Comment, dans ces conditions, l'opposition peut- elle être forte ? Sa seule existence relève du miracle ! Sur un autre plan, la faiblesse de l'opposition devrait inquiéter M. Ziari, non le rassurer. Car une opposition faible, cela signifie que le pays n'a pas d'alternative si le gouvernement en place échoue. D'autant plus que l'alliance présidentielle, à laquelle appartient le parti de M. Ziari, n'a pas particulièrement brillé par sa bonne gestion des affaires du pays. Ce qui devrait inciter M. Ziari, troisième personnage de l'Etat, à trouver les moyens de renforcer l'opposition, pour lui permettre de prendre de l'envergure, non à se réjouir de ses déboires.

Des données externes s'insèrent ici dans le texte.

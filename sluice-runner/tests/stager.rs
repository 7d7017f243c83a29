mod common;

use std::sync::Arc;

use sluice_core::ObjectUri;
use sluice_core::domain::workspace::Workspace;
use sluice_runner::WorkspaceStager;

use crate::common::{InMemoryObjectStore, init_tracing};

fn workspace() -> Workspace {
    let base = ObjectUri::parse("s3://bucket/ws").unwrap();
    Workspace::with_run_id(&base, "p", "r", "main.py")
}

#[tokio::test]
async fn test_destroy_follows_every_listing_page() {
    init_tracing();

    let store = InMemoryObjectStore::new();
    for i in 0..7 {
        store.insert(&format!("s3://bucket/ws/p/r/part-{i}"), "x");
    }
    store.insert("s3://bucket/ws/p/r2/keep", "sibling run");
    store.insert("s3://bucket/ws/logs/applications/a/jobs/r/SPARK_DRIVER/stdout", "log");

    WorkspaceStager::new(Arc::new(store.clone()))
        .destroy(&workspace())
        .await;

    assert!(store.keys("bucket", "ws/p/r/").is_empty());
    assert_eq!(store.keys("bucket", "ws/p/"), vec!["ws/p/r2/keep"]);
    assert_eq!(store.keys("bucket", "ws/logs/").len(), 1);
    assert_eq!(store.deleted().len(), 7);

    let listings = store
        .listed_prefixes()
        .iter()
        .filter(|prefix| prefix.as_str() == "ws/p/r/")
        .count();
    assert_eq!(listings, 4);
}

#[tokio::test]
async fn test_destroy_of_empty_workspace_is_a_noop() {
    let store = InMemoryObjectStore::new();
    store.insert("s3://bucket/ws/p/r2/keep", "sibling run");

    WorkspaceStager::new(Arc::new(store.clone()))
        .destroy(&workspace())
        .await;

    assert!(store.deleted().is_empty());
    assert_eq!(store.listed_prefixes(), vec!["ws/p/r/"]);
}

#[tokio::test]
async fn test_destroy_swallows_listing_failures() {
    let store = InMemoryObjectStore::new().failing_lists();
    store.insert("s3://bucket/ws/p/r/main.py", "print(1)");

    WorkspaceStager::new(Arc::new(store.clone()))
        .destroy(&workspace())
        .await;

    assert!(store.deleted().is_empty());
    assert_eq!(store.keys("bucket", "ws/p/r/"), vec!["ws/p/r/main.py"]);
}
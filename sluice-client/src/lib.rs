//! Sluice clients
//!
//! Typed clients for the two remote services a run depends on:
//! - [`ControlPlane`]: submit, list attempts, cancel, and inspect applications
//!   on the managed batch-compute service
//! - [`ObjectStore`]: put, list, get and delete objects used for staging and logs
//!
//! Both are traits so the runner can be driven by in-memory fakes in tests; the
//! HTTP implementations talk to the EMR Serverless and S3 REST APIs and sign
//! requests with AWS SigV4 when credentials are configured.
//!
//! # Example
//!
//! ```no_run
//! use sluice_client::{AwsCredentials, ControlPlane, EmrServerlessClient};
//! use sluice_core::domain::run::RunHandle;
//!
//! #[tokio::main]
//! async fn main() -> sluice_client::Result<()> {
//!     let client = EmrServerlessClient::new("eu-west-1")
//!         .with_credentials(AwsCredentials::new("AKID", "secret"));
//!
//!     let page = client
//!         .list_job_run_attempts(&RunHandle::new("app-id", "run-id"), None)
//!         .await?;
//!     println!("{} attempt(s)", page.attempts.len());
//!     Ok(())
//! }
//! ```

pub mod control_plane;
pub mod error;
pub mod object_store;
pub mod signing;

// Re-export commonly used types
pub use control_plane::{ControlPlane, EmrServerlessClient};
pub use error::{ClientError, Result};
pub use object_store::{ObjectPage, ObjectStore, ObjectSummary, S3Client};
pub use signing::{AwsCredentials, Signer};

use serde::de::DeserializeOwned;

/// Header carrying the service error code on JSON APIs
const ERROR_TYPE_HEADER: &str = "x-amzn-errortype";

/// Handle an API response and deserialize JSON
///
/// Checks the status code and returns a classified error if the request
/// failed, or deserializes the response body if successful.
pub(crate) async fn handle_response<T: DeserializeOwned>(response: reqwest::Response) -> Result<T> {
    if !response.status().is_success() {
        return Err(error_from_response(response).await);
    }

    response
        .json()
        .await
        .map_err(|e| ClientError::ParseError(format!("Failed to parse JSON response: {}", e)))
}

/// Handle an API response that returns no meaningful content
pub(crate) async fn handle_empty_response(response: reqwest::Response) -> Result<()> {
    if !response.status().is_success() {
        return Err(error_from_response(response).await);
    }

    Ok(())
}

/// Builds a classified error from a failed response
///
/// JSON services put the error code in `x-amzn-ErrorType` (or `__type`) and
/// the message in `message`; XML services return `<Error><Code/><Message/></Error>`.
pub(crate) async fn error_from_response(response: reqwest::Response) -> ClientError {
    let status = response.status().as_u16();
    let header_code = response
        .headers()
        .get(ERROR_TYPE_HEADER)
        .and_then(|value| value.to_str().ok())
        .map(|value| value.split(':').next().unwrap_or(value).to_string());

    let body = response
        .text()
        .await
        .unwrap_or_else(|_| "Unknown error".to_string());

    let (body_code, message) = if body.trim_start().starts_with('<') {
        parse_xml_error(&body)
    } else {
        parse_json_error(&body)
    };

    let code = header_code.or(body_code).unwrap_or_default();
    ClientError::from_response(status, code, message.unwrap_or(body))
}

fn parse_json_error(body: &str) -> (Option<String>, Option<String>) {
    let Ok(value) = serde_json::from_str::<serde_json::Value>(body) else {
        return (None, None);
    };

    let code = value
        .get("__type")
        .and_then(|v| v.as_str())
        .map(|code| code.rsplit('#').next().unwrap_or(code).to_string());
    let message = ["message", "Message"]
        .iter()
        .find_map(|key| value.get(*key).and_then(|v| v.as_str()))
        .map(str::to_string);

    (code, message)
}

fn parse_xml_error(body: &str) -> (Option<String>, Option<String>) {
    let Ok(doc) = roxmltree::Document::parse(body) else {
        return (None, None);
    };

    let text_of = |tag: &str| {
        doc.descendants()
            .find(|node| node.has_tag_name(tag))
            .and_then(|node| node.text())
            .map(str::to_string)
    };

    (text_of("Code"), text_of("Message"))
}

Mais pour adopter une telle position, il faudrait une conception de la politique autre que celle en vigueur dans le pays, et qui est parfaitement symbolisée par un autre personnage très inspiré, M. Bouguerra Soltani. Celui-ci donne l'impression d'avoir des ressources inépuisables pour tirer la politique vers le bas. Commentant le dialogue engagé par la commission Bensalah, il a déclaré que l'Algérie a un problème de voleurs, non un problème de textes. Usant d'un jeu de mots approximatif, entre « nossous » (textes) et « lossous » (voleurs), il a usé d'une formule supposée le blanchir, alors qu'il a été ministre pendant quinze ans, et que son parti est au gouvernement depuis bien avant l'avènement de M. Abdelaziz Bouteflika.

Qu'a fait M. Soltani pour lutter contre la corruption ? Que retiendra l'histoire de ses quinze années de présence au gouvernement ? Qu'a fait M. Ziari pour assurer la pérennité des institutions ? Le premier est d'abord préoccupé par un retour plus direct aux affaires. Le second demande la disparition du Sénat, ce qui ferait du président de l'APN le second personnage de l'Etat.

Ceci donne une idée de ce qui préoccupe ces deux personnalités, et de ce qui les fait courir. Ce qui devrait inciter à établir un autre diagnostic, largement différent de celui établi par M Ziari: si l'opposition est faible, le pouvoir et ceux qui le servent sont incapables de produire une pensée politique. Ils sont « chroniquement défaillants», selon la formule de Chafik Mesbah.